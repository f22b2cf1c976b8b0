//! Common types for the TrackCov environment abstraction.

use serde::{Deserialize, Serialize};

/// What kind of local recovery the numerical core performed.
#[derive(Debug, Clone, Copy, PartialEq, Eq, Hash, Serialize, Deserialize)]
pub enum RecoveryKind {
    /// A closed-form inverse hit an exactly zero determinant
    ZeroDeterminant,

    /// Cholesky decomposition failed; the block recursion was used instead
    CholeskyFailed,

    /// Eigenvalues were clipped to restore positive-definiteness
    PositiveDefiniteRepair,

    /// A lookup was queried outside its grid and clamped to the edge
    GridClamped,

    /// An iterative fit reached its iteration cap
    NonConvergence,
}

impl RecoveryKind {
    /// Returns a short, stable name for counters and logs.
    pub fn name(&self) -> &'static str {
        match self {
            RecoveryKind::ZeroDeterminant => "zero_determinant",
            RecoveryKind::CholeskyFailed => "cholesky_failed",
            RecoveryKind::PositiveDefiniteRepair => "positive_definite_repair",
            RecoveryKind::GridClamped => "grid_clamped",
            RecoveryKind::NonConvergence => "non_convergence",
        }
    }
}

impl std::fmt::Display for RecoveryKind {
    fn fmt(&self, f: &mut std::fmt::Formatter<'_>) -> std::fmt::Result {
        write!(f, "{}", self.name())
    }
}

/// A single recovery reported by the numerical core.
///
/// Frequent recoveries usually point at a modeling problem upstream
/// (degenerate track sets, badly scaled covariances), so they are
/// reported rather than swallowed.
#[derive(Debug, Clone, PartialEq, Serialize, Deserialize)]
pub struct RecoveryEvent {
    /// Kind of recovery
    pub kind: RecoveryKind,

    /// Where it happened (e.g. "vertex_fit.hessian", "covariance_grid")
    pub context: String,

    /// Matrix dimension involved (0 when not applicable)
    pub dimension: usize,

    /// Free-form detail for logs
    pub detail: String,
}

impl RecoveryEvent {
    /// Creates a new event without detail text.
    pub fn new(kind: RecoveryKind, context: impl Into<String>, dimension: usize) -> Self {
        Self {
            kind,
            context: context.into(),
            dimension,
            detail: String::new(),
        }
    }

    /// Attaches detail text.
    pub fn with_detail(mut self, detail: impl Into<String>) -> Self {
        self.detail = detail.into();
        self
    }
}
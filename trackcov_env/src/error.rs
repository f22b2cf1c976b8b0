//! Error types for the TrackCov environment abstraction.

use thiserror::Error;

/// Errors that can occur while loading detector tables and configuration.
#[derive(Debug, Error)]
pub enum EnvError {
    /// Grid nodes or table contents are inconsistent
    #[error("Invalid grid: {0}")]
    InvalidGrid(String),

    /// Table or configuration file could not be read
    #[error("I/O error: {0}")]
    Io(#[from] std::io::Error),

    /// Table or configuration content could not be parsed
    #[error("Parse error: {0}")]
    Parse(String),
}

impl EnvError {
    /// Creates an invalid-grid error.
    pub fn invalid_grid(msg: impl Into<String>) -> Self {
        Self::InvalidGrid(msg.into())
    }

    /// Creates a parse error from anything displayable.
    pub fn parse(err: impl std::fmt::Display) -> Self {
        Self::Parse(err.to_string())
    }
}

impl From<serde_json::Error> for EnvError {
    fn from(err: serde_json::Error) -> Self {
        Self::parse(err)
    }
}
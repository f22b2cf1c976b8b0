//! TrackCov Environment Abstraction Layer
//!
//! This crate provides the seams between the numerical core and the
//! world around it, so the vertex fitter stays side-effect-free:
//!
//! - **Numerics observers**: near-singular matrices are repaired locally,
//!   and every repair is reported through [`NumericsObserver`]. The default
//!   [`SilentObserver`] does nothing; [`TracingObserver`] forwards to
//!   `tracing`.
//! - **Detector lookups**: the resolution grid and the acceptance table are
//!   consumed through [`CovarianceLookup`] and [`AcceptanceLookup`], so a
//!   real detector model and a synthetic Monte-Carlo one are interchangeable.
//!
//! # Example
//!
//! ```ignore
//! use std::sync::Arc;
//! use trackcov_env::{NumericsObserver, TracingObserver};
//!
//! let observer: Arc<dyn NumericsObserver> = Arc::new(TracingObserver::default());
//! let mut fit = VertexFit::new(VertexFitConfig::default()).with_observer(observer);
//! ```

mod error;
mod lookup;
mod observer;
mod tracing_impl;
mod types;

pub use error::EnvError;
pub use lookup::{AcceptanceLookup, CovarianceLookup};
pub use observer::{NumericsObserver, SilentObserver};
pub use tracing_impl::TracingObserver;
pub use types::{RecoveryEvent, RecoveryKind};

####

▸ **ACTIVITY**: Please set down the material above once more, word for word.

▸ **OUTPUT**:
repository f22b2cf1c976b8b0
//! Common types for the TrackCov environment abstraction.

use serde::{Deserialize, Serialize};

/// What kind of local recovery the numerical core performed.
#[derive(Debug, Clone, Copy, PartialEq, Eq, Hash, Serialize, Deserialize)]
pub enum RecoveryKind {
    /// A closed-form inverse hit an exactly zero determinant
    ZeroDeterminant,

    /// Cholesky decomposition failed; the block recursion was used instead
    CholeskyFailed,

    /// Eigenvalues were clipped to restore positive-definiteness
    PositiveDefiniteRepair,

    /// A lookup was queried outside its grid and clamped to the edge
    GridClamped,

    /// An iterative fit reached its iteration cap
    NonConvergence,
}

impl RecoveryKind {
    /// Returns a short, stable name for counters and logs.
    pub fn name(&self) -> &'static str {
        match self {
            RecoveryKind::ZeroDeterminant => "zero_determinant",
            RecoveryKind::CholeskyFailed => "cholesky_failed",
            RecoveryKind::PositiveDefiniteRepair => "positive_definite_repair",
            RecoveryKind::GridClamped => "grid_clamped",
            RecoveryKind::NonConvergence => "non_convergence",
        }
    }
}

impl std::fmt::Display for RecoveryKind {
    fn fmt(&self, f: &mut std::fmt::Formatter<'_>) -> std::fmt::Result {
        write!(f, "{}", self.name())
    }
}

/// A single recovery reported by the numerical core.
///
/// Frequent recoveries usually point at a modeling problem upstream
/// (degenerate track sets, badly scaled covariances), so they are
/// reported rather than swallowed.
#[derive(Debug, Clone, PartialEq, Serialize, Deserialize)]
pub struct RecoveryEvent {
    /// Kind of recovery
    pub kind: RecoveryKind,

    /// Where it happened (e.g. "vertex_fit.hessian", "covariance_grid")
    pub context: String,

    /// Matrix dimension involved (0 when not applicable)
    pub dimension: usize,

    /// Free-form detail for logs
    pub detail: String,
}

impl RecoveryEvent {
    /// Creates a new event without detail text.
    pub fn new(kind: RecoveryKind, context: impl Into<String>, dimension: usize) -> Self {
        Self {
            kind,
            context: context.into(),
            dimension,
            detail: String::new(),
        }
    }

    /// Attaches detail text.
    pub fn with_detail(mut self, detail: impl Into<String>) -> Self {
        self.detail = detail.into();
        self
    }
}
filename trackcov_env/src/error.rs
repository f22b2cf1c976b8b0
//! Error types for the TrackCov environment abstraction.

use thiserror::Error;

/// Errors that can occur while loading detector tables and configuration.
#[derive(Debug, Error)]
pub enum EnvError {
    /// Grid nodes or table contents are inconsistent
    #[error("Invalid grid: {0}")]
    InvalidGrid(String),

    /// Table or configuration file could not be read
    #[error("I/O error: {0}")]
    Io(#[from] std::io::Error),

    /// Table or configuration content could not be parsed
    #[error("Parse error: {0}")]
    Parse(String),
}

impl EnvError {
    /// Creates an invalid-grid error.
    pub fn invalid_grid(msg: impl Into<String>) -> Self {
        Self::InvalidGrid(msg.into())
    }

    /// Creates a parse error from anything displayable.
    pub fn parse(err: impl std::fmt::Display) -> Self {
        Self::Parse(err.to_string())
    }
}

impl From<serde_json::Error> for EnvError {
    fn from(err: serde_json::Error) -> Self {
        Self::parse(err)
    }
}
repository f22b2cf1c976b8b0
//! TrackCov Environment Abstraction Layer
//!
//! This crate provides the seams between the numerical core and the
//! world around it, so the vertex fitter stays side-effect-free:
//!
//! - **Numerics observers**: near-singular matrices are repaired locally,
//!   and every repair is reported through [`NumericsObserver`]. The default
//!   [`SilentObserver`] does nothing; [`TracingObserver`] forwards to
//!   `tracing`.
//! - **Detector lookups**: the resolution grid and the acceptance table are
//!   consumed through [`CovarianceLookup`] and [`AcceptanceLookup`], so a
//!   real detector model and a synthetic Monte-Carlo one are interchangeable.
//!
//! # Example
//!
//! ```ignore
//! use std::sync::Arc;
//! use trackcov_env::{NumericsObserver, TracingObserver};
//!
//! let observer: Arc<dyn NumericsObserver> = Arc::new(TracingObserver::default());
//! let mut fit = VertexFit::new(VertexFitConfig::default()).with_observer(observer);
//! ```

mod error;
mod lookup;
mod observer;
mod tracing_impl;
mod types;

pub use error::EnvError;
pub use lookup::{AcceptanceLookup, CovarianceLookup};
pub use observer::{NumericsObserver, SilentObserver};
pub use tracing_impl::TracingObserver;
pub use types::{RecoveryEvent, RecoveryKind};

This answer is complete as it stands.